# Standard on Living in Dresden



## eleewhm

I will be moving to Dresden soon for a 1 to 1.5 yrs assignment thereafter it will be the states... my family will be going with me.. can someone give me a gauge of how much i need monthly??

kids are 7 and 4 yrs old...

I am expecting school and lodging to be covered and some for of living expenses coverage also...

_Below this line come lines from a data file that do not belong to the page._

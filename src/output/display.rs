//! Display functions for command results

use super::formatters::{badged_word, length_badge, spaced_letters, word_count};
use crate::commands::{CheckResult, SolutionsResult};
use crate::core::ValidationOutcome;
use colored::Colorize;

/// Print the result of checking a word
pub fn print_check_result(result: &CheckResult) {
    println!("\n{}", "─".repeat(60).cyan());
    println!(
        "Root word: {}",
        spaced_letters(result.root_word.text()).bright_yellow().bold()
    );
    if !result.used_words.is_empty() {
        println!("Already used: {}", result.used_words.join(", "));
    }
    println!("{}", "─".repeat(60).cyan());

    println!("\nCandidate: {:?}", result.candidate);

    match &result.outcome {
        ValidationOutcome::Accepted(word) => {
            println!(
                "{}",
                format!("✅ Accepted: {}", badged_word(word)).green().bold()
            );
        }
        ValidationOutcome::Rejected(reason) => {
            println!("{}", format!("❌ {}", reason.title()).red().bold());
            println!("   {}", reason.message(&result.root_word));
        }
    }
}

/// Print every playable word for a root, grouped by length
pub fn print_solutions_result(result: &SolutionsResult) {
    println!("\n{}", "═".repeat(60).cyan());
    println!(
        " {} {} ",
        "SOLUTIONS FOR:".bright_cyan().bold(),
        spaced_letters(result.root_word.text()).bright_yellow().bold()
    );
    println!("{}", "═".repeat(60).cyan());

    if result.words.is_empty() {
        println!("\nNo dictionary words can be made from these letters.");
        return;
    }

    for (length, words) in result.by_length() {
        println!(
            "\n{} {}",
            length_badge(length).bright_cyan().bold(),
            format!("({})", word_count(words.len())).bright_black()
        );
        for line in words.chunks(8) {
            println!("   {}", line.join("  "));
        }
    }

    println!("\n📊 {}", "Totals:".bright_cyan().bold());
    println!("   Words:      {}", result.words.len());
    println!(
        "   Max score:  {}",
        result.max_score().to_string().bright_yellow().bold()
    );
}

Schoolwise a year in Dresden International School is going to cost... about $14K€

How much would a rental apartment be for the area near the school?? and how much would i need a month as living expenses.. i was thinking if 2000€ is enough for the 4 of us there...


----------



## James3214

Rental accommodation in Dresden is a lot cheaper than in most German cities and prices start at around 300€ for a 3 room (2 bedroom) apartment of about 60 m2 rising to about 600-700€ for a 3-4 bedroom place of around 110m2. I know from my last visit there that the general cost of living is much, much cheaper than in West Germany, so my guess would be that 2000€ would be enough to support a family of four but there again it depends on what sort of lifestyle you expect. 
Lovely place to go to though. English is perhaps not so widely spoken but some of the architecture and the cultural aspects of the place including the bars, cafes and nightlife make it a fantastic place to stay. If I was 21 again, I'd move there and teach English and soak it up!


----------



## eleewhm

thanks for the prompt reply... my family living style is very simple , mostly home cooked meals by mrs.. and i dun drink or smoke.. so i dunno if it makes a big difference :tongue1: .. but i do jog in the morning back home here in Singapore.. dunno how i could do that in the cold temps there.. 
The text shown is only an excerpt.